(Beginning of PROVIDED RECORDS)
//! Search for the next Friday that falls on the 13th.

use chrono::{Datelike, NaiveDate, NaiveTime, Weekday};
use tracing::debug;

use crate::{
    CalendarDate, ScanConfig,
    consts::{DECEMBER, JANUARY, UNLUCKY_DAY},
};

/// Next Friday the 13th, scanning up to year 2200.
///
/// See [`get_next_friday_the_13th_with`].
pub fn get_next_friday_the_13th(date: &CalendarDate) -> CalendarDate {
    get_next_friday_the_13th_with(date, &ScanConfig::default())
}

/// Next Friday the 13th, scanning no further than `config.max_year()`.
///
/// The scan starts with the month of `date`, or the month after it when
/// `date` is itself on the 13th, and walks forward one month at a time. The
/// match is returned at midnight UTC. When no month up to the bound
/// qualifies, or the scan runs off the representable calendar, `date` is
/// returned unchanged.
pub fn get_next_friday_the_13th_with(date: &CalendarDate, config: &ScanConfig) -> CalendarDate {
    let (mut year, mut month) = (date.year(), date.month());
    if date.day() == UNLUCKY_DAY {
        (year, month) = next_month(year, month);
    }

    while year <= config.max_year() {
        // only fails once the scan walks past chrono's last year
        let Some(thirteenth) = NaiveDate::from_ymd_opt(year, month, UNLUCKY_DAY) else {
            break;
        };
        if thirteenth.weekday() == Weekday::Fri {
            return thirteenth.and_time(NaiveTime::MIN).and_utc();
        }
        (year, month) = next_month(year, month);
    }

    debug!(
        %date,
        max_year = config.max_year(),
        "no Friday the 13th before scan bound, returning input"
    );
    *date
}

fn next_month(year: i32, month: u32) -> (i32, u32) {
    if month == u32::from(DECEMBER) {
        (year + 1, u32::from(JANUARY))
    } else {
        (year, month + 1)
    }
}

#[cfg(test)]
mod tests {
    use super::*;
    use chrono::{DateTime, TimeZone, Utc};

    fn at(y: i32, m: u32, d: u32) -> CalendarDate {
        Utc.with_ymd_and_hms(y, m, d, 8, 30, 0).unwrap()
    }

    fn midnight(y: i32, m: u32, d: u32) -> CalendarDate {
        Utc.with_ymd_and_hms(y, m, d, 0, 0, 0).unwrap()
    }

    #[test]
    fn test_next_friday_the_13th_cases() {
        struct TestCase {
            from:        CalendarDate,
            expected:    CalendarDate,
            description: &'static str,
        }

        let cases = [
            TestCase {
                from:        at(2024, 1, 5),
                expected:    midnight(2024, 9, 13),
                description: "skips months whose 13th is not a Friday",
            },
            TestCase {
                from:        at(2026, 10, 18),
                expected:    midnight(2026, 11, 13),
                description: "next month",
            },
            TestCase {
                from:        at(2024, 10, 1),
                expected:    midnight(2024, 12, 13),
                description: "same year, later month",
            },
            TestCase {
                from:        at(2026, 2, 13),
                expected:    midnight(2026, 3, 13),
                description: "a Friday the 13th moves on to the next one",
            },
            TestCase {
                from:        at(2020, 12, 13),
                expected:    midnight(2021, 8, 13),
                description: "December wraps into the next year",
            },
            TestCase {
                from:        at(2026, 2, 1),
                expected:    midnight(2026, 2, 13),
                description: "13th later in the same month",
            },
        ];

        for case in &cases {
            assert_eq!(
                get_next_friday_the_13th(&case.from),
                case.expected,
                "{}",
                case.description
            );
        }
    }

    #[test]
    fn test_result_is_a_friday_the_13th() {
        let found = get_next_friday_the_13th(&at(2031, 4, 2));
        assert_eq!(found.day(), 13);
        assert_eq!(found.weekday(), Weekday::Fri);
    }

    #[test]
    fn test_scan_bound_returns_input() {
        // 2026 has Friday 13ths only in February, March and November
        let from = at(2026, 12, 1);
        let config = ScanConfig::new().with_max_year(2026);
        assert_eq!(get_next_friday_the_13th_with(&from, &config), from);

        let config = ScanConfig::new().with_max_year(2027);
        assert_eq!(
            get_next_friday_the_13th_with(&from, &config),
            midnight(2027, 8, 13)
        );
    }

    #[test]
    fn test_input_past_scan_bound() {
        let from = at(2300, 1, 1);
        assert_eq!(get_next_friday_the_13th(&from), from);
    }

    #[test]
    fn test_unbounded_scan_stops_at_calendar_end() {
        let last = DateTime::<Utc>::MAX_UTC;
        let config = ScanConfig::new().with_max_year(i32::MAX);
        let found = get_next_friday_the_13th_with(&last, &config);
        assert!(found == last || (found.day() == 13 && found.year() == last.year()));
    }

    #[test]
    fn test_next_month_wraps() {
        assert_eq!(next_month(2024, 11), (2024, 12));
        assert_eq!(next_month(2024, 12), (2025, 1));
    }
}
//! Month-level questions: length, quarter, leap year.

use chrono::Datelike;

use crate::{CalendarDate, ParseError, consts::MONTHS_PER_QUARTER, types};

/// Number of days (28..=31) in `month` (1..=12) of `year`.
///
/// # Errors
/// Returns `ParseError::InvalidMonth` if `month` is outside 1..=12.
pub fn get_count_days_in_month(month: u8, year: i32) -> Result<u8, ParseError> {
    Ok(types::Month::new(month)?.days_in(year))
}

/// Calendar quarter (1..=4) of the UTC month of `date`.
#[allow(clippy::cast_possible_truncation)]
pub fn get_quarter(date: &CalendarDate) -> u8 {
    // month0 is at most 11
    (date.month0() / MONTHS_PER_QUARTER + 1) as u8
}

/// Whether the UTC year of `date` is a leap year.
pub fn is_leap_year(date: &CalendarDate) -> bool {
    types::is_leap(date.year())
}

#[cfg(test)]
mod tests {
    use super::*;
    use chrono::{TimeZone, Utc};

    fn first_of(year: i32, month: u32) -> CalendarDate {
        Utc.with_ymd_and_hms(year, month, 1, 0, 0, 0).unwrap()
    }

    #[test]
    fn test_get_count_days_in_month() {
        assert_eq!(get_count_days_in_month(2, 2024).unwrap(), 29);
        assert_eq!(get_count_days_in_month(2, 2023).unwrap(), 28);
        assert_eq!(get_count_days_in_month(1, 2024).unwrap(), 31);
        assert_eq!(get_count_days_in_month(4, 2024).unwrap(), 30);
        assert_eq!(get_count_days_in_month(2, 1900).unwrap(), 28);
        assert_eq!(get_count_days_in_month(2, 2000).unwrap(), 29);
    }

    #[test]
    fn test_get_count_days_in_month_rejects_bad_month() {
        assert!(matches!(
            get_count_days_in_month(0, 2024),
            Err(ParseError::InvalidMonth(0))
        ));
        assert!(matches!(
            get_count_days_in_month(13, 2024),
            Err(ParseError::InvalidMonth(13))
        ));
    }

    #[test]
    fn test_get_quarter_partitions_year() {
        let quarters: Vec<u8> = (1..=12).map(|m| get_quarter(&first_of(2024, m))).collect();
        assert_eq!(quarters, [1, 1, 1, 2, 2, 2, 3, 3, 3, 4, 4, 4]);
    }

    #[test]
    fn test_get_quarter_uses_utc_month() {
        let last_instant_of_march = Utc.with_ymd_and_hms(2024, 3, 31, 23, 59, 59).unwrap();
        assert_eq!(get_quarter(&last_instant_of_march), 1);
        assert_eq!(get_quarter(&first_of(2024, 4)), 2);
    }

    #[test]
    fn test_is_leap_year() {
        assert!(is_leap_year(&first_of(2024, 6)));
        assert!(is_leap_year(&first_of(2000, 6)));
        assert!(!is_leap_year(&first_of(1900, 6)));
        assert!(!is_leap_year(&first_of(2023, 6)));
    }
}
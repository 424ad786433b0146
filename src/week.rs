//! Week numbering anchored on January 4th.

use chrono::{Datelike, NaiveDate};
use tracing::warn;

use crate::{
    CalendarDate,
    consts::{DAYS_PER_WEEK, JANUARY, PATCHED_WEEK, WEEK_ONE_ANCHOR_DAY, WEEK_ONE_OFFSETS},
};

/// Week number of `date` within its UTC year.
///
/// Week one opens on the Monday on or before January 4th. Weeks are counted
/// in 7-day steps from there while the step start is not after `date`, so
/// instants before that Monday report week 0 and late December can report 53.
/// A count of exactly 33 is reported as 34.
///
/// Steps start at midnight, so they are counted on day numbers and never
/// leave chrono's range.
#[allow(clippy::cast_possible_truncation, clippy::cast_sign_loss)]
pub fn get_week_number_by_date(date: &CalendarDate) -> u32 {
    let Some(anchor) =
        NaiveDate::from_ymd_opt(date.year(), JANUARY.into(), WEEK_ONE_ANCHOR_DAY)
    else {
        warn!(year = date.year(), "January 4th is outside the representable range");
        return 0;
    };

    let shift = WEEK_ONE_OFFSETS[anchor.weekday().num_days_from_sunday() as usize];
    let week_one = i64::from(anchor.num_days_from_ce()) + shift;
    let elapsed = i64::from(date.num_days_from_ce()) - week_one;
    if elapsed < 0 {
        return 0;
    }

    // at most 54 steps fit in one year
    let week = (elapsed / DAYS_PER_WEEK + 1) as u32;
    if week == PATCHED_WEEK { week + 1 } else { week }
}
(End of PROVIDED RECORDS)
AIM OF THE EXERCISE ::
In the records above, find the lines holding "Monday". Copy each one.

ANSWER BOX ::
/// Week one opens on the Monday on or before January 4th. Weeks are counted
/// instants before that Monday report week 0 and late December can report 53.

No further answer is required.